Between her two Manhattan salons, May's team sees up to 75 clients per day, at at least $120 per lash-enhancing (prices go up to $200 per session for the "black diamond" package of 120 synthetic lashes). In case you're counting, that adds up to as much as an estimated $2.8 million in annual sales, (though JJ, which has plans to expand to a third salon and franchise opportunities, doesn't confirm numbers.)
"The market is growing," Ericka Rodriguez, JJ's marketing director, tells us. "You have an eyelash extension shop opening every other day now."
Barbi, Fabulash, Blink, and Bling Lash are just a few of the dozens of eyelash outfits cropping up across New York and Los Angeles, enhancing both lashes and another priceless commodity—self-confidence.

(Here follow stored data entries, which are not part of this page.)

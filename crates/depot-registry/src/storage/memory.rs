//! In-memory metadata store for testing and development

use async_trait::async_trait;
use std::collections::HashMap;
use std::sync::Mutex;

use crate::entities::{PackageId, PackageRecord};
use crate::storage::{MetadataStore, StorageError};

/// In-memory store implementation backed by a mutex-guarded map
#[derive(Debug, Default)]
pub struct MemoryStore {
    records: Mutex<HashMap<PackageId, PackageRecord>>,
}

impl MemoryStore {
    pub fn new() -> Self {
        Self {
            records: Mutex::new(HashMap::new()),
        }
    }

    /// Get all stored package keys (useful for testing)
    pub fn keys(&self) -> Vec<PackageId> {
        self.records.lock().unwrap().keys().cloned().collect()
    }

    /// Clear all records (useful for testing)
    pub fn clear(&self) {
        self.records.lock().unwrap().clear();
    }

    /// Number of stored packages
    pub fn len(&self) -> usize {
        self.records.lock().unwrap().len()
    }

    /// Check if the store is empty
    pub fn is_empty(&self) -> bool {
        self.records.lock().unwrap().is_empty()
    }
}

#[async_trait]
impl MetadataStore for MemoryStore {
    async fn get(&self, id: &PackageId) -> Result<Option<PackageRecord>, StorageError> {
        let records = self
            .records
            .lock()
            .map_err(|_| StorageError::Backend("Lock poisoned".into()))?;

        Ok(records.get(id).cloned())
    }

    async fn put(&self, record: &PackageRecord) -> Result<(), StorageError> {
        let mut records = self
            .records
            .lock()
            .map_err(|_| StorageError::Backend("Lock poisoned".into()))?;

        records.insert(record.package.id.clone(), record.clone());
        Ok(())
    }

    async fn exists(&self, id: &PackageId) -> Result<bool, StorageError> {
        let records = self
            .records
            .lock()
            .map_err(|_| StorageError::Backend("Lock poisoned".into()))?;

        Ok(records.contains_key(id))
    }
}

"You look so refreshed," one friend told me as I batted my extra 80 lashes from JJ. "Did you get a blowout?" Drunk on compliments, I stopped wearing eye makeup altogether, and still felt beautiful. (Bat, bat.) This is to say nothing of the soul-soothing nature of the actual lash-plumping process, which includes a divine simultaneous foot massage at JJ.
"It's the only time when I'm quiet for two hours," Cosmopolitan deputy editor Marina Khidekel shared of closing her eyes and relinquishing her phone. "It's almost a type of meditation—I've come to look forward to it."
But there is a dark side. Somewhere around the one month after application mark, (if not sooner,) the honeymoon winds down and things start getting wonky. A cluster of lashes falls out in your towel post-shower. A few silky strands begin to go rogue. You resort to some mascara to keep the dream alive. As the lashes dwindle, so does your self-esteem.
"I look like a hairless cat when they go away," Aubrey lamented. Even my legitimately-long natural lashes, once a source of pride, suddenly seem stubby.
The only solution? Go back for one more session, which isn't exactly manicure-easy when the price of admission tops $100. Soon, I'm a lash junkie, telling myself I'll stop going after Christmas, then pushing the quit date past my January birthday. Now I'm just lashing out, looking for reasons to continue. (Does President's Day count?)
"You're not going to like your original eyes without the lashes, so that's why it's addicting," May says matter-of-factly. "Which is good."
Good for business, but what about our natural lashes? A scary account in the Daily Mail today showed the effect of an allergic reaction from lash extension glue, though May says the allergy is rare, and hypoallergenic glue is an option. She assures me that as long as synthetic lashes are applied properly, the real ones will be just fine. Her money's where her mouth is: She's been flashing falsies for the last six years.
Marina may or may not end up doing the same.
"I might just suck it up and do it again… for the rest of my life," she said with a laugh. "It's like Brokeback Mountain. I don't know how to quit them."